Pfizer: il CEO Albert Bourla scarica il barile?
 “La riluttanza nella pubblicazione di informazioni riguardo a un prodotto biologico che viene consigliato, se non obbligato, ad ogni americano, dovrebbe mettere preoccupazione a chiunque”, è intervenuto Peter McCullough. E in questo contesto risulteranno fondamentali i cosiddetti “whistleblower”, ovvero lavoratori per aziende che commettono illeciti e che decidono di denunciare le irregolarità. E i primi passi indietro e “scaribarili” iniziano a verificarsi nei piani altissimi di Pfizer.
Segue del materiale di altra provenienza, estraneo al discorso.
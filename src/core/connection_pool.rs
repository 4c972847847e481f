use super::error::{MemcacheError, Result};
use super::metrics::{AtomicPoolMetrics, PoolMetrics, PoolMetricsSnapshot};
use async_trait::async_trait;
use std::collections::HashMap;
use std::fmt;
use std::net::SocketAddr;
use std::sync::{Arc, Mutex, PoisonError};
use std::time::Duration;
use tokio::io::{AsyncRead, AsyncWrite, BufStream};
use tokio::net::TcpStream;
use tokio::time::Instant;
use tracing::{debug, warn};

/// Default socket read/write deadline for one operation.
pub const DEFAULT_TIMEOUT: Duration = Duration::from_millis(100);
/// Default number of idle connections kept per address.
pub const DEFAULT_MAX_IDLE_CONNS: usize = 2;

/// Byte stream a connection runs over.
pub trait Transport: AsyncRead + AsyncWrite + Unpin + Send {}

impl<T: AsyncRead + AsyncWrite + Unpin + Send> Transport for T {}

pub type BoxedTransport = Box<dyn Transport>;

/// Buffered stream handed to the protocol codec.
pub type ConnStream = BufStream<BoxedTransport>;

/// Opens new transports to a node.
#[async_trait]
pub trait Connector: Send + Sync {
    /// Dial `addr`, giving up after `timeout`.
    async fn connect(&self, addr: SocketAddr, timeout: Duration) -> Result<BoxedTransport>;
}

/// Dials plain TCP connections tuned for small request/response traffic.
#[derive(Debug, Clone, Default)]
pub struct TcpConnector;

#[async_trait]
impl Connector for TcpConnector {
    async fn connect(&self, addr: SocketAddr, timeout: Duration) -> Result<BoxedTransport> {
        let stream = match tokio::time::timeout(timeout, TcpStream::connect(addr)).await {
            Ok(Ok(stream)) => stream,
            Ok(Err(e)) if e.kind() == std::io::ErrorKind::TimedOut => {
                return Err(MemcacheError::ConnectTimeout { addr })
            }
            Ok(Err(e)) => return Err(MemcacheError::Io(e)),
            Err(_) => return Err(MemcacheError::ConnectTimeout { addr }),
        };

        optimize_socket_for_latency(&stream);

        Ok(Box::new(stream))
    }
}

/// Optimize TCP socket for low latency
fn optimize_socket_for_latency(stream: &TcpStream) {
    // Disable Nagle's algorithm for lower latency
    let _ = stream.set_nodelay(true);

    let socket_ref = socket2::SockRef::from(stream);
    // 32KB buffers balance latency vs throughput for cache operations
    let _ = socket_ref.set_send_buffer_size(32768);
    let _ = socket_ref.set_recv_buffer_size(32768);
}

/// A connection to one node, owned either by the free list or by exactly one
/// in-flight operation.
pub struct Connection {
    addr: SocketAddr,
    stream: ConnStream,
    deadline: Instant,
}

impl Connection {
    fn new(addr: SocketAddr, transport: BoxedTransport, timeout: Duration) -> Self {
        Self {
            addr,
            stream: BufStream::new(transport),
            deadline: Instant::now() + timeout,
        }
    }

    pub fn addr(&self) -> SocketAddr {
        self.addr
    }

    /// Point in time by which the current operation must finish.
    pub fn deadline(&self) -> Instant {
        self.deadline
    }

    pub fn stream_mut(&mut self) -> &mut ConnStream {
        &mut self.stream
    }

    fn extend_deadline(&mut self, timeout: Duration) {
        self.deadline = Instant::now() + timeout;
    }
}

impl fmt::Debug for Connection {
    fn fmt(&self, f: &mut fmt::Formatter<'_>) -> fmt::Result {
        f.debug_struct("Connection")
            .field("addr", &self.addr)
            .field("deadline", &self.deadline)
            .finish()
    }
}

/// Per-address pool of idle connections.
///
/// Connections are created on demand; only the idle ones are capped. The
/// whole map sits behind one mutex that is never held across I/O.
pub struct ConnectionPool {
    connector: Arc<dyn Connector>,
    timeout: Duration,
    max_idle_conns: usize,
    free: Mutex<HashMap<SocketAddr, Vec<Connection>>>,
    metrics: Arc<AtomicPoolMetrics>,
}

impl ConnectionPool {
    pub fn new(connector: Arc<dyn Connector>, timeout: Duration, max_idle_conns: usize) -> Self {
        Self {
            connector,
            timeout: if timeout.is_zero() { DEFAULT_TIMEOUT } else { timeout },
            max_idle_conns: if max_idle_conns == 0 {
                DEFAULT_MAX_IDLE_CONNS
            } else {
                max_idle_conns
            },
            free: Mutex::new(HashMap::new()),
            metrics: Arc::new(AtomicPoolMetrics::new()),
        }
    }

    pub fn timeout(&self) -> Duration {
        self.timeout
    }

    pub fn max_idle_conns(&self) -> usize {
        self.max_idle_conns
    }

    /// Takes an idle connection for `addr` or dials a new one. Either way the
    /// connection comes back with a fresh deadline.
    pub async fn acquire(&self, addr: SocketAddr) -> Result<Connection> {
        if let Some(mut conn) = self.take_idle(addr) {
            conn.extend_deadline(self.timeout);
            self.metrics.record_reuse();
            debug!("Reusing idle connection to {}", addr);
            return Ok(conn);
        }

        self.metrics.record_connection_attempt();
        let start = Instant::now();
        match self.connector.connect(addr, self.timeout).await {
            Ok(transport) => {
                self.metrics.record_connection_success(start.elapsed());
                debug!("🔗 Dialed new connection to {}", addr);
                Ok(Connection::new(addr, transport, self.timeout))
            }
            Err(e @ MemcacheError::ConnectTimeout { .. }) => {
                self.metrics.record_connect_timeout();
                warn!("Connect to {} timed out after {:?}", addr, self.timeout);
                Err(e)
            }
            Err(e) => {
                self.metrics.record_connection_failure();
                warn!("Connect to {} failed: {}", addr, e);
                Err(e)
            }
        }
    }

    /// Parks a connection on its address's free list, closing it instead if
    /// the list is already full.
    pub fn release(&self, conn: Connection) {
        let mut free = self.free.lock().unwrap_or_else(PoisonError::into_inner);
        let idle = free.entry(conn.addr).or_default();
        if idle.len() >= self.max_idle_conns {
            drop(free);
            self.metrics.record_over_capacity();
            debug!("Free list for {} is full, closing connection", conn.addr);
            return;
        }
        idle.push(conn);
        self.metrics.record_release();
    }

    /// Closes a connection whose stream state can no longer be trusted.
    pub fn discard(&self, conn: Connection) {
        self.metrics.record_discard();
        debug!("Discarding connection to {}", conn.addr);
        drop(conn);
    }

    /// Releases the connection if the operation succeeded or failed with a
    /// cache-level error, discards it otherwise.
    pub fn cond_release<T>(&self, conn: Connection, result: &Result<T>) {
        match result {
            Ok(_) => self.release(conn),
            Err(e) if e.is_resumable() => self.release(conn),
            Err(e) => {
                warn!("Closing connection to {} after error: {}", conn.addr, e);
                self.discard(conn);
            }
        }
    }

    /// Number of idle connections currently held for `addr`.
    pub fn idle_count(&self, addr: SocketAddr) -> usize {
        let free = self.free.lock().unwrap_or_else(PoisonError::into_inner);
        free.get(&addr).map_or(0, Vec::len)
    }

    pub fn metrics(&self) -> PoolMetricsSnapshot {
        self.metrics.snapshot()
    }

    fn take_idle(&self, addr: SocketAddr) -> Option<Connection> {
        let mut free = self.free.lock().unwrap_or_else(PoisonError::into_inner);
        free.get_mut(&addr).and_then(Vec::pop)
    }
}

impl fmt::Debug for ConnectionPool {
    fn fmt(&self, f: &mut fmt::Formatter<'_>) -> fmt::Result {
        f.debug_struct("ConnectionPool")
            .field("timeout", &self.timeout)
            .field("max_idle_conns", &self.max_idle_conns)
            .finish()
    }
}

/// Builder for creating connection pools
pub struct ConnectionPoolBuilder {
    connector: Arc<dyn Connector>,
    timeout: Duration,
    max_idle_conns: usize,
}

impl ConnectionPoolBuilder {
    pub fn new() -> Self {
        Self {
            connector: Arc::new(TcpConnector),
            timeout: DEFAULT_TIMEOUT,
            max_idle_conns: DEFAULT_MAX_IDLE_CONNS,
        }
    }

    pub fn connector(mut self, connector: Arc<dyn Connector>) -> Self {
        self.connector = connector;
        self
    }

    pub fn timeout(mut self, timeout: Duration) -> Self {
        self.timeout = timeout;
        self
    }

    pub fn max_idle_conns(mut self, max_idle_conns: usize) -> Self {
        self.max_idle_conns = max_idle_conns;
        self
    }

    pub fn build(self) -> ConnectionPool {
        ConnectionPool::new(self.connector, self.timeout, self.max_idle_conns)
    }
}

impl Default for ConnectionPoolBuilder {
    fn default() -> Self {
        Self::new()
    }
}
Intervistato dal Washington Post, l’Amministratore delegato del colosso farmaceutico, Albert Bourla ha svelato i suoi dubbi iniziali riguardo alla tecnologia utilizzata dall’azienda per la produzione del vaccino più rapido della storia.

L’mRNA era la tecnologia di cui avevamo meno esperienza, soltanto due anni di lavoro. In realtà, l’mRNA non aveva mai portato all’approvazione di un farmaco fino a quel giorno. Non un vaccino e nemmeno un altro tipo di medicina – ha confidato Bourla al Pulitzer Jonathan Capehart -. È stato un po’ un controsenso. Ero sorpreso quando mi hanno detto che questa sarebbe stata la strada da intraprendere, e io l’ho messa in dubbio”, ha aggiunto Bourla. “Mi hanno convinto (ricercatori di Pfizer ndr.). Ho seguito il mio istinto, secondo cui sapevano quello che stavano facendo. Sono molto bravi, e quindi abbiamo scelto di prendere questa difficile decisione ai tempi”, ha ribadito il CEO di Pfizer.